- ASSIGNED TASK: Return the lines below that contain the word "entries".

*** MATERIAL TO PROCESS ***

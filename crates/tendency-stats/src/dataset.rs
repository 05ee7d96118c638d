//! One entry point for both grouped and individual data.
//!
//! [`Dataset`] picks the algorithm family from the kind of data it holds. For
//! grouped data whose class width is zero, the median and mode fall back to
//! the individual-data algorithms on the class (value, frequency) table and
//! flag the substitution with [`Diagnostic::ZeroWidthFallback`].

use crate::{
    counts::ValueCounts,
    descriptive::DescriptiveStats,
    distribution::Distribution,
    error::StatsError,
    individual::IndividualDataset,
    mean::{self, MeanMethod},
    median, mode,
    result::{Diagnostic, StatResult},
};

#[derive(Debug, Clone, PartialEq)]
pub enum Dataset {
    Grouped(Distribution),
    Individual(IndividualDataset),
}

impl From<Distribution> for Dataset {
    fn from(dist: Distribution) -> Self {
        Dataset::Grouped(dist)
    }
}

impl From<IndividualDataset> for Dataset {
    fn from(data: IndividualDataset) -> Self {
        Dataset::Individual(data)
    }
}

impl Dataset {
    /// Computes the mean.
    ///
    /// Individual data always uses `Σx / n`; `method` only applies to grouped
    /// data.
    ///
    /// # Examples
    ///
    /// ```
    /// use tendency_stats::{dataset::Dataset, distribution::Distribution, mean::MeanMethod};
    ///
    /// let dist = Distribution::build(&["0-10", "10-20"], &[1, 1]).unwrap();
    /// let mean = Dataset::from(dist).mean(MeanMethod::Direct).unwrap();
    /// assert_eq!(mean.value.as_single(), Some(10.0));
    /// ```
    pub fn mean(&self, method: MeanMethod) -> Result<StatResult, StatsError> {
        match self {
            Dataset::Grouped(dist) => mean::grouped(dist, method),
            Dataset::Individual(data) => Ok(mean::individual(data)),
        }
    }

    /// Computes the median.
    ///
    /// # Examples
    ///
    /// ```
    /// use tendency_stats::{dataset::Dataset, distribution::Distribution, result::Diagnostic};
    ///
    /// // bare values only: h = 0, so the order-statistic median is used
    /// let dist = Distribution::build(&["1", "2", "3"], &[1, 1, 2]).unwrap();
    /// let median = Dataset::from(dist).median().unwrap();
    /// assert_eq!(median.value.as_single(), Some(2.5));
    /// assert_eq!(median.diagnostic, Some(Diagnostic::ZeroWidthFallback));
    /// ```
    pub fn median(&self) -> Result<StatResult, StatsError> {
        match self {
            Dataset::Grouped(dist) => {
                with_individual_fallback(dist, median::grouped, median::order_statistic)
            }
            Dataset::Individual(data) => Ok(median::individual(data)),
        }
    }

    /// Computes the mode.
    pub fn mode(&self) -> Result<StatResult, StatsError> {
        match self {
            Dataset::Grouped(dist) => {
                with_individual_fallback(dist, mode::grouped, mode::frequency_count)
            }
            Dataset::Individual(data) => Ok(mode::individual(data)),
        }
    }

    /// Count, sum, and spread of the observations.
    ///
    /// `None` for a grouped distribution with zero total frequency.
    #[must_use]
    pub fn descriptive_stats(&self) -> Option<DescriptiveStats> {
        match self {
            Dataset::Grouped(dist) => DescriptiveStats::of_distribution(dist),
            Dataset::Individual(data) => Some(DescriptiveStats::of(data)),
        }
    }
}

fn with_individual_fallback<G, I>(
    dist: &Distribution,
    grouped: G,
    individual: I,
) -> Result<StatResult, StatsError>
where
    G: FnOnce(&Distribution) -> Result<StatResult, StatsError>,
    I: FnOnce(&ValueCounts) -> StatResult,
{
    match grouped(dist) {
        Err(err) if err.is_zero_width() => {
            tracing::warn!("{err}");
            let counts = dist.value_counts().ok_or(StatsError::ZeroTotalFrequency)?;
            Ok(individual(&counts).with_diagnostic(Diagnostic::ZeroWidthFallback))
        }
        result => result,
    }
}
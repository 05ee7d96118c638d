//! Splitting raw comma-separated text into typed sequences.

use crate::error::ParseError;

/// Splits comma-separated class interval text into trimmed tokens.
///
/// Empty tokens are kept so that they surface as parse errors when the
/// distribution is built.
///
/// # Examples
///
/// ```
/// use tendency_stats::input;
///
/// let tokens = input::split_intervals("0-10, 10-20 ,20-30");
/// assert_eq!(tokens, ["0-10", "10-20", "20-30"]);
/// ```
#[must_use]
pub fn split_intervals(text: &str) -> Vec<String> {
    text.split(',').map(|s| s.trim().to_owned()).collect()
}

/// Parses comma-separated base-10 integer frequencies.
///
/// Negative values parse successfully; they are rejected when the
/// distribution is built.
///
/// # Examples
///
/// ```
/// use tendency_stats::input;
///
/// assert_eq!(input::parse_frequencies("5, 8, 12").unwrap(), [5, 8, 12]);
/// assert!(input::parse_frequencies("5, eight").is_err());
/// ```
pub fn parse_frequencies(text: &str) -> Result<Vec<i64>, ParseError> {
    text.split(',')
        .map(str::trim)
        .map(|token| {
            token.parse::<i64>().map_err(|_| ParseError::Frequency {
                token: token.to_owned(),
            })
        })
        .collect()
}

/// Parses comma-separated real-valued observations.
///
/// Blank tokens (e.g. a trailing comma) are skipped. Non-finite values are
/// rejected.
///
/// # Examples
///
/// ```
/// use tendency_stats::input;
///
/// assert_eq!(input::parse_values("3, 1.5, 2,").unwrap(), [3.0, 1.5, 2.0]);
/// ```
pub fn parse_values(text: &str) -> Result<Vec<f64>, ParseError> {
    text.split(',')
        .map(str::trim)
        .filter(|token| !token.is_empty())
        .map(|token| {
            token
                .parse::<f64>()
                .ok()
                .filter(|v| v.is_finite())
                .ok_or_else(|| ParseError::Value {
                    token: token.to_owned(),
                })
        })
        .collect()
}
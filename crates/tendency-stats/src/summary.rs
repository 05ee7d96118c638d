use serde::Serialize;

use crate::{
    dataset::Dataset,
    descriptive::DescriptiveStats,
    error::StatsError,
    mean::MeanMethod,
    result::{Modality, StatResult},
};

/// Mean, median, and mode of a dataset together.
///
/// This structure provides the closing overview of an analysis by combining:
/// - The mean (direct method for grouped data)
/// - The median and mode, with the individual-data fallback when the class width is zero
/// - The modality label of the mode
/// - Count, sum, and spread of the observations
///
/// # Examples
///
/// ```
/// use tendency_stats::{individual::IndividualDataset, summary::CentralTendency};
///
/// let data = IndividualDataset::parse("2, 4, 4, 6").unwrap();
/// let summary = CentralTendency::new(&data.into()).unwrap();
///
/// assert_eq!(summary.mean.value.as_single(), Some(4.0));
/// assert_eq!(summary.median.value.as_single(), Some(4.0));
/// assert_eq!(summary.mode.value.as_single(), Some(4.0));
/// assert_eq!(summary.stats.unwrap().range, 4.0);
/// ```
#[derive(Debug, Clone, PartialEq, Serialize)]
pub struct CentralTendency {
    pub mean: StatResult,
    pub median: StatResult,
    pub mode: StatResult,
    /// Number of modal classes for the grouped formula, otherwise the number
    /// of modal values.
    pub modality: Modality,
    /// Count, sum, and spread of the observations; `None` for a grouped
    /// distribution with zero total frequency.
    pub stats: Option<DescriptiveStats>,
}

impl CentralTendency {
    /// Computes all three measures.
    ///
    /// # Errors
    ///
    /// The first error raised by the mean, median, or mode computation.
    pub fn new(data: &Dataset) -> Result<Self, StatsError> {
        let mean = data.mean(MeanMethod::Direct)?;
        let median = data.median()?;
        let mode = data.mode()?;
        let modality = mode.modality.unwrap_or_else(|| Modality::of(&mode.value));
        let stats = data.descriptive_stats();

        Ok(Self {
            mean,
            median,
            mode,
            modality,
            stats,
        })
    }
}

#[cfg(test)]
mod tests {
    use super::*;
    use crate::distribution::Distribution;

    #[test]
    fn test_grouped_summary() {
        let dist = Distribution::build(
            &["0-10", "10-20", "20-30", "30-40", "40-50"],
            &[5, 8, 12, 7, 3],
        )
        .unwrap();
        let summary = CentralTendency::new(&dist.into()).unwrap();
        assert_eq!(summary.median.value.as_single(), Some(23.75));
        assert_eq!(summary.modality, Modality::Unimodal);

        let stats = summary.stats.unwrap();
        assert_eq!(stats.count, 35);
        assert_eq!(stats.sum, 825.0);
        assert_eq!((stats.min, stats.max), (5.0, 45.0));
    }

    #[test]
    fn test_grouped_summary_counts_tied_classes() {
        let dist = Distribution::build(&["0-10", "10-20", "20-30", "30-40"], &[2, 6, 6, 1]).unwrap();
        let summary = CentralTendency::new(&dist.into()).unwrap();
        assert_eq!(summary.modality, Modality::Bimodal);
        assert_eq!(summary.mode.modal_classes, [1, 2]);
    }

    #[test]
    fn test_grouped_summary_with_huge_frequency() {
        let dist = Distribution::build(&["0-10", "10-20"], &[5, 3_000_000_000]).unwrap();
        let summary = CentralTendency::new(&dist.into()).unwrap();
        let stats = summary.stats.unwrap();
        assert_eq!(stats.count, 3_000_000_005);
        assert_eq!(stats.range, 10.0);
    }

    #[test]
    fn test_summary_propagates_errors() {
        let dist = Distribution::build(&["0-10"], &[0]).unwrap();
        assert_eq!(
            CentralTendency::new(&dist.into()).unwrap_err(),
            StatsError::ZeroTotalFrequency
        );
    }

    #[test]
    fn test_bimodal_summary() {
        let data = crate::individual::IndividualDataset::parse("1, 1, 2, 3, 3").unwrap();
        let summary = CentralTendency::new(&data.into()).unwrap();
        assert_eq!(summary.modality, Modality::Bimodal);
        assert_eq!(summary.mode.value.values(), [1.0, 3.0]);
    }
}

*** End of MATERIAL TO PROCESS ***
*** MATERIAL TO PROCESS ***

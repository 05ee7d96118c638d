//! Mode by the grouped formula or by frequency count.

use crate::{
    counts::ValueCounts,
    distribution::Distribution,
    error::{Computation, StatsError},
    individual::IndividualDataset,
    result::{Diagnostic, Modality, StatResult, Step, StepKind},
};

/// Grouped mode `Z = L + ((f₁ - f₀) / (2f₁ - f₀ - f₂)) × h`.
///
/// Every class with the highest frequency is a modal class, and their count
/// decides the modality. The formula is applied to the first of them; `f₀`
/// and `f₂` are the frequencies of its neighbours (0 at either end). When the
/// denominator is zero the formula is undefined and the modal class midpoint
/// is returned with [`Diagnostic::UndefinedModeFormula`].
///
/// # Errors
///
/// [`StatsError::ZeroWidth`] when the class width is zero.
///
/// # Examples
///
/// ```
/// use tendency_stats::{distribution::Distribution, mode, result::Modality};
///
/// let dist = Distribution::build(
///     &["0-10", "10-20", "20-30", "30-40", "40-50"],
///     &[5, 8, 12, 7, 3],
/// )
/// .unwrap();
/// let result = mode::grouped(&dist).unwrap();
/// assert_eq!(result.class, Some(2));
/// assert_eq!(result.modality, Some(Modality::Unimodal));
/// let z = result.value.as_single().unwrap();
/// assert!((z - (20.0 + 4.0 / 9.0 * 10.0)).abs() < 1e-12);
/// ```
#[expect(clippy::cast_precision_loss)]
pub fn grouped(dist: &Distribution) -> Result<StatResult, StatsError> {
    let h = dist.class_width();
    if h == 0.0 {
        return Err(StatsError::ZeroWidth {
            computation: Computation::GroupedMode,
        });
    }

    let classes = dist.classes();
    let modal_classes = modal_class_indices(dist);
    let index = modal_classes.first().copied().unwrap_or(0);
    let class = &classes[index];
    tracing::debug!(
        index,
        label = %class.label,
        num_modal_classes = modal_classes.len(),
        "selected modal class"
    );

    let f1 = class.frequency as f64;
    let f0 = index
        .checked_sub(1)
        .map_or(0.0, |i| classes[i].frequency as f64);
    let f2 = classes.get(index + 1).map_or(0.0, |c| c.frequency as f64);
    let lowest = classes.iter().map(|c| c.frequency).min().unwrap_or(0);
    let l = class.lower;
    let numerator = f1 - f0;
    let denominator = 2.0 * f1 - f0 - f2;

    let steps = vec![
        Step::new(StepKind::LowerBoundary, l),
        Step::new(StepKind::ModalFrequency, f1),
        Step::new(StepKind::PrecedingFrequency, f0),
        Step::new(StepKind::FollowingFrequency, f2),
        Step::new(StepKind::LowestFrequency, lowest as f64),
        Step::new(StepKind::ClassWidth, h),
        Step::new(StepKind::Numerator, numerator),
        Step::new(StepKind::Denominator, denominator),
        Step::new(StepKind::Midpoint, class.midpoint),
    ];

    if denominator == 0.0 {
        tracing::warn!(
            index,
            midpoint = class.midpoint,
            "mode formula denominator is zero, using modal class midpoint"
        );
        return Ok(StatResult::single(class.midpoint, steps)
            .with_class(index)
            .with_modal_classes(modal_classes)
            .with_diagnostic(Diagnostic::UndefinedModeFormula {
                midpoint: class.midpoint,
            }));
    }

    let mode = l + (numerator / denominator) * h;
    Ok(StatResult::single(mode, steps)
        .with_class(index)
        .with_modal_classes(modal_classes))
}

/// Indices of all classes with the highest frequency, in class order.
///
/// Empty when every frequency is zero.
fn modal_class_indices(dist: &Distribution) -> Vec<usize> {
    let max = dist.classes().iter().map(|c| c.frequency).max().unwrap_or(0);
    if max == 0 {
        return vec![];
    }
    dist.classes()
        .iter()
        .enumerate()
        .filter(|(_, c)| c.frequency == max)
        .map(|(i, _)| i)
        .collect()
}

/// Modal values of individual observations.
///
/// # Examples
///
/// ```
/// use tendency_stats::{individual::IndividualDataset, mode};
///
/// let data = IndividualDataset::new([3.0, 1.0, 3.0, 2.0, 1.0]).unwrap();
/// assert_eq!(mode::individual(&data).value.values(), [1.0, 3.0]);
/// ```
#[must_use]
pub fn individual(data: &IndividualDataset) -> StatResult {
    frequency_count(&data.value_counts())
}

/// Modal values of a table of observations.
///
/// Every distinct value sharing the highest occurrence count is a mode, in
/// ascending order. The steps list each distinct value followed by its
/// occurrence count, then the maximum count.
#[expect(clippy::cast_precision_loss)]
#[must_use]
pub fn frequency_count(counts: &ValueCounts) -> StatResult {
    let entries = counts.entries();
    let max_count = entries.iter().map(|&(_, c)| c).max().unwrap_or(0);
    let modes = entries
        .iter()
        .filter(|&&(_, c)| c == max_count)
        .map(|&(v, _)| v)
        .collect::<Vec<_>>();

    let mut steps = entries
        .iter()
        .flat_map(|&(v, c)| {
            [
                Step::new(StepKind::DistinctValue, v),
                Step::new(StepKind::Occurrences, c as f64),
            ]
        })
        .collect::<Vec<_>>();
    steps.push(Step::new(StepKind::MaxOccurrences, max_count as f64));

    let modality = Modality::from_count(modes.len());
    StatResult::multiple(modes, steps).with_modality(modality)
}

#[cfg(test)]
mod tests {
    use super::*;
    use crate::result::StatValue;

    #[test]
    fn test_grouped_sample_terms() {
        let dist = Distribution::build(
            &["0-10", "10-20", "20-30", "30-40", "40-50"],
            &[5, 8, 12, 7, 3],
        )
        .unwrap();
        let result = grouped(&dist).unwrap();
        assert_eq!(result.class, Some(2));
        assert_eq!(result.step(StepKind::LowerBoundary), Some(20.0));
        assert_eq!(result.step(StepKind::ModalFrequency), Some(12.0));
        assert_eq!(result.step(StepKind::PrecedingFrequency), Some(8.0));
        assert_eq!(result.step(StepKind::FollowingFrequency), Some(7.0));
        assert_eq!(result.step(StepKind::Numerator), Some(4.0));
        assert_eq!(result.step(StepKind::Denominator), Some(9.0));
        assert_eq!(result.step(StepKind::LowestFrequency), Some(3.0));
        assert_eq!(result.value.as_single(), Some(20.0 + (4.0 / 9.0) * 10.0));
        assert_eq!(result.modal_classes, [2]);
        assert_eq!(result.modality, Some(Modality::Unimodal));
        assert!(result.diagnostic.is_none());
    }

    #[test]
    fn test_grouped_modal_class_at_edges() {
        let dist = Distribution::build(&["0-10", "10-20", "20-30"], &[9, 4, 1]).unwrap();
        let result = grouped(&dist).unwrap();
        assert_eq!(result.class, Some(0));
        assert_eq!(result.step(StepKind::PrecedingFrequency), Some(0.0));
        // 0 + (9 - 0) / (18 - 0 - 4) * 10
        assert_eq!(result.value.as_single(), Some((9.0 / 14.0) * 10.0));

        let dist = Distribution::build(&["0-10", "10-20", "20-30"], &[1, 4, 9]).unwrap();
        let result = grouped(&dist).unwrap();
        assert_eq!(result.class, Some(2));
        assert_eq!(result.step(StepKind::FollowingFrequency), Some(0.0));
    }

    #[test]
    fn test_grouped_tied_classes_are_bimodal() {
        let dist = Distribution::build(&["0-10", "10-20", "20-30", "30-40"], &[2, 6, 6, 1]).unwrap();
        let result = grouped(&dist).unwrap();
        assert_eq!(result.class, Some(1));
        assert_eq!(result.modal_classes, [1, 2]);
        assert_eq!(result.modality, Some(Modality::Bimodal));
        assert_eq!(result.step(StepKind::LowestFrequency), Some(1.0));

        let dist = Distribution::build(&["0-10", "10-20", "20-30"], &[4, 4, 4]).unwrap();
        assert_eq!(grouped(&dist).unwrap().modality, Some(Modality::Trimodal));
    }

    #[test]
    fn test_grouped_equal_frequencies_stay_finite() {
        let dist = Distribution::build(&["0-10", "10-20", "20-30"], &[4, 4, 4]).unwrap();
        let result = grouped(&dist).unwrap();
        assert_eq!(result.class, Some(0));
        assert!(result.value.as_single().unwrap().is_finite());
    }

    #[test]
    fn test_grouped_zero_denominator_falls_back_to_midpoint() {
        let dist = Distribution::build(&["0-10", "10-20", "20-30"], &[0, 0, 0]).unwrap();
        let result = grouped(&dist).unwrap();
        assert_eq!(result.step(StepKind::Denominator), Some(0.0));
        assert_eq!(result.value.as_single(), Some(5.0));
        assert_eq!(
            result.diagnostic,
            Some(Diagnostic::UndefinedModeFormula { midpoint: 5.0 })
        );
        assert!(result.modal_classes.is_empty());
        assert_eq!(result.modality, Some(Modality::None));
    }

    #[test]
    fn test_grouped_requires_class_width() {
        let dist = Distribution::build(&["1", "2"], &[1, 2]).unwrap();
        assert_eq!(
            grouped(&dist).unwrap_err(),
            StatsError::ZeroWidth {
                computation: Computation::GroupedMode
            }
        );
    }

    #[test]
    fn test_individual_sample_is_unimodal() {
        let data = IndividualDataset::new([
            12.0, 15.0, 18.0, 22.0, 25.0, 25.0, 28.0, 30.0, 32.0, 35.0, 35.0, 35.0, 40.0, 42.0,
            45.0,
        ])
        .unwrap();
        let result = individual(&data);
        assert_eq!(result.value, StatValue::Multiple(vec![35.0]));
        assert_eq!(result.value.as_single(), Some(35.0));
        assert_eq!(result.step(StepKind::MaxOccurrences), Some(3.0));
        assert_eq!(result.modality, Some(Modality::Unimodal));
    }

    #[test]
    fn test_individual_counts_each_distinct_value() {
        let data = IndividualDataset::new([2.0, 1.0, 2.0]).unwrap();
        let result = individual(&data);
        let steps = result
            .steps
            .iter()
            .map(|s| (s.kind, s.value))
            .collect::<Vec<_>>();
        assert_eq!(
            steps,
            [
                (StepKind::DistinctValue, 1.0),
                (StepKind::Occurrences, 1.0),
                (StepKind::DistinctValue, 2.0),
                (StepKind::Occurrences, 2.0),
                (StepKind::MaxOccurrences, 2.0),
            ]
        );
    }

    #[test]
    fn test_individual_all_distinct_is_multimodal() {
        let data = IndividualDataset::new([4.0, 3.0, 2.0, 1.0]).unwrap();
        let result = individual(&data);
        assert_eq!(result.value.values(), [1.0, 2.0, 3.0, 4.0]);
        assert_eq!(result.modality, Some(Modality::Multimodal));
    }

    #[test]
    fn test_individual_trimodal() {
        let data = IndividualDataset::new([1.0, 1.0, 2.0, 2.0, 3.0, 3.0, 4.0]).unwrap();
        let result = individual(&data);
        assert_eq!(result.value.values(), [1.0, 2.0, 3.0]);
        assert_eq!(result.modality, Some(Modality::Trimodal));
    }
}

*** End of MATERIAL TO PROCESS ***
*** MATERIAL TO PROCESS ***

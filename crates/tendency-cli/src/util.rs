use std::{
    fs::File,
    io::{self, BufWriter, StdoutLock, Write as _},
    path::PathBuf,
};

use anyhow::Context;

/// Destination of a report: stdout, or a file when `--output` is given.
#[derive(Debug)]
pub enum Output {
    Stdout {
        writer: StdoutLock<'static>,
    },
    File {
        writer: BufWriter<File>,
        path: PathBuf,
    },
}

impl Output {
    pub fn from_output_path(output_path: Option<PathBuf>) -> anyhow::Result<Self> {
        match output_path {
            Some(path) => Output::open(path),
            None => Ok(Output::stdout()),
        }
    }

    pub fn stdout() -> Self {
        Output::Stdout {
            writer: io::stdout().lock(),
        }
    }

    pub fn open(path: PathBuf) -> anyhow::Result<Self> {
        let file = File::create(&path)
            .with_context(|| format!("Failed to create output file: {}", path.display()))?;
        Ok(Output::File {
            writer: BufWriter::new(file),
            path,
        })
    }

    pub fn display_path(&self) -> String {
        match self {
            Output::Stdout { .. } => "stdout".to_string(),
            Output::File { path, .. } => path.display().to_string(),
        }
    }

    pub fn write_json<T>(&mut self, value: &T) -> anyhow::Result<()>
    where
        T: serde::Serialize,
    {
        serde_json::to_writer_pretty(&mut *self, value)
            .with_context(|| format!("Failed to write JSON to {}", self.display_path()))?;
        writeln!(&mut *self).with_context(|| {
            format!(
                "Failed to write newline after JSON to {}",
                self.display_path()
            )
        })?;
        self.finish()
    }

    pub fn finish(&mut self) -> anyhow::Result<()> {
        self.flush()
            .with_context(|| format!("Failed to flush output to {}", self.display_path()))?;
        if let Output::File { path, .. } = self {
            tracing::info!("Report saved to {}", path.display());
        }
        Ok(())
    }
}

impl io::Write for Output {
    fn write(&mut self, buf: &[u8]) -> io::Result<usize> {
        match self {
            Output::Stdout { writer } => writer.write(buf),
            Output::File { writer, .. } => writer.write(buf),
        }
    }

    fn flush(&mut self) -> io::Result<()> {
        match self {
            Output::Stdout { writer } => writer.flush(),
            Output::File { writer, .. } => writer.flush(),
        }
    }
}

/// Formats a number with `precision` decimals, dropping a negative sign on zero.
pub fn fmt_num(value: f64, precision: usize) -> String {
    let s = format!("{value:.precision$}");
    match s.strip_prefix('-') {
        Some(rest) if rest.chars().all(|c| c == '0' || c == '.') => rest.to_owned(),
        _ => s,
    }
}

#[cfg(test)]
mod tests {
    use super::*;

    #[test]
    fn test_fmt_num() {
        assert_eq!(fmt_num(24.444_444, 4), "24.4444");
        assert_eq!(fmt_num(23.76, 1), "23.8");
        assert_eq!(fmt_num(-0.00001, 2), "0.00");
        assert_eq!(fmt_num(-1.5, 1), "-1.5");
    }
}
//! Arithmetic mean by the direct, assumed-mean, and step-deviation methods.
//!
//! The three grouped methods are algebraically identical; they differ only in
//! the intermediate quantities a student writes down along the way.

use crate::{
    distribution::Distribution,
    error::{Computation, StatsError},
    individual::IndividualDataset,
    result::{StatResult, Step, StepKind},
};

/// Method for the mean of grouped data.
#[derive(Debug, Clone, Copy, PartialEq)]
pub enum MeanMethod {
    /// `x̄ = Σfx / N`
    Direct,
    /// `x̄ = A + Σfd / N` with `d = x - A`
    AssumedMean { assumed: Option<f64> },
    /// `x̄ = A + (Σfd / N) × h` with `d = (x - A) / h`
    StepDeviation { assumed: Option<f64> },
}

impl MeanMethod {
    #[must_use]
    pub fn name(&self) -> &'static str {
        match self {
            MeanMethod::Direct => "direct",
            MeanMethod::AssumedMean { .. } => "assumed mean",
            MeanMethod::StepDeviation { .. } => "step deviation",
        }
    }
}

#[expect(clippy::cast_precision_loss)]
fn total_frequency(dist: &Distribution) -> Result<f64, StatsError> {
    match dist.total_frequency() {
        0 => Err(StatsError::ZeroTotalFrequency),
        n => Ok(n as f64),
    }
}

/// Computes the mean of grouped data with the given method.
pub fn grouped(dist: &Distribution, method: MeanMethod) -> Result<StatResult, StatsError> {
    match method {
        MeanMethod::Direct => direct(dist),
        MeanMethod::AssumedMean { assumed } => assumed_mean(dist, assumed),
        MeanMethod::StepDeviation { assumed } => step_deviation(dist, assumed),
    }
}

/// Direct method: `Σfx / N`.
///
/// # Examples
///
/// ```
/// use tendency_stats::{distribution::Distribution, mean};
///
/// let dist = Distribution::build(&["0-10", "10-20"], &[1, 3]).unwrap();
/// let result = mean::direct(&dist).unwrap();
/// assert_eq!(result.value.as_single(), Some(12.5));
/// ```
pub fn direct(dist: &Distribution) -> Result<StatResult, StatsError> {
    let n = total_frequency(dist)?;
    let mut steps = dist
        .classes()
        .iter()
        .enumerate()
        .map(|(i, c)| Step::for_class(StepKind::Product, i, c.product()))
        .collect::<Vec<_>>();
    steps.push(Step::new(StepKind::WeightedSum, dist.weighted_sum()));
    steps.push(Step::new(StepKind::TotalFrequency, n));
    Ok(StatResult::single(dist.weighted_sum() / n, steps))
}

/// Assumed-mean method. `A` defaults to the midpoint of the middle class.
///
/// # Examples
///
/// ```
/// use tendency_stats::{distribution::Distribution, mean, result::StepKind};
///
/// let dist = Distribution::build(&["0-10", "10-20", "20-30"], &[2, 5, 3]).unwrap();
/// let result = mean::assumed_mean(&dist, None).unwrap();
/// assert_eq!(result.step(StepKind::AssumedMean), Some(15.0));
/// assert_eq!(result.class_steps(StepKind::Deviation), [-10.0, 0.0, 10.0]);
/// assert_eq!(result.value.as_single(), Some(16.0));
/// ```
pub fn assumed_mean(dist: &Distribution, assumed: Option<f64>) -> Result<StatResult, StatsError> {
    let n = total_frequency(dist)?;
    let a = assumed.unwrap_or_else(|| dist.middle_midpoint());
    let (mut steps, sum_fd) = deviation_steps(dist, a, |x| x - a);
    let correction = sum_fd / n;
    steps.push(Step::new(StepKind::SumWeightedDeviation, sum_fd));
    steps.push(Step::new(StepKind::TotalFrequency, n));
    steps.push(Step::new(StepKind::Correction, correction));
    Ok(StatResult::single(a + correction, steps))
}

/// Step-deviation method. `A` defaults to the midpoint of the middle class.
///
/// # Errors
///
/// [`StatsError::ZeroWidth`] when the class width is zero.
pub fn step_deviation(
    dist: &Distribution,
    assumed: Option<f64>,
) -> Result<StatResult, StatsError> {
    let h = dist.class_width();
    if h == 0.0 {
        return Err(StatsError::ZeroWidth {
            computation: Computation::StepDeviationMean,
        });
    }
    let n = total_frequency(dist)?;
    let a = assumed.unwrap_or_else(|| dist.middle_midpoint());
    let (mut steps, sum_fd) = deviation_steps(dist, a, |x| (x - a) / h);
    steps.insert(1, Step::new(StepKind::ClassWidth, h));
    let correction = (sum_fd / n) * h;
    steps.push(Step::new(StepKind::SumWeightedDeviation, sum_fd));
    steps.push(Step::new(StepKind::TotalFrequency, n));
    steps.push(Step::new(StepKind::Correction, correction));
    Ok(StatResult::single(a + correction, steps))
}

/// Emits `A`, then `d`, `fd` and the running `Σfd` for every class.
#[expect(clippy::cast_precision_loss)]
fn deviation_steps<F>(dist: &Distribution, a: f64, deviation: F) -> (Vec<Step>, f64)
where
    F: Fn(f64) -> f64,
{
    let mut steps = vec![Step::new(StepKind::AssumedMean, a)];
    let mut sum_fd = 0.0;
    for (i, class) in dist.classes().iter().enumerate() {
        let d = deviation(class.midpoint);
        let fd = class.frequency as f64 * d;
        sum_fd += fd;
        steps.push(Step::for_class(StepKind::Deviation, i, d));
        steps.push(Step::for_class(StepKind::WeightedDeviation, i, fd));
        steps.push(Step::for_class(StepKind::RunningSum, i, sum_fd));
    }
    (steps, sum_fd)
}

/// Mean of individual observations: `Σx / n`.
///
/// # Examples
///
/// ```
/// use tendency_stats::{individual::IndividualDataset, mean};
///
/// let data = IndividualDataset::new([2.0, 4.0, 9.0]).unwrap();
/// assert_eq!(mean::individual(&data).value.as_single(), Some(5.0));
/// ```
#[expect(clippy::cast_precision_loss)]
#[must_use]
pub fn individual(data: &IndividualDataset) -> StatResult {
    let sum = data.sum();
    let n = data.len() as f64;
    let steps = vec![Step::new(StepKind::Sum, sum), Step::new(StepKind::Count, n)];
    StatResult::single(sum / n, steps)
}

*** End of MATERIAL TO PROCESS ***

- COMPLETED TASK:
    let entries = counts.entries();
    let max_count = entries.iter().map(|&(_, c)| c).max().unwrap_or(0);
    let modes = entries
    let mut steps = entries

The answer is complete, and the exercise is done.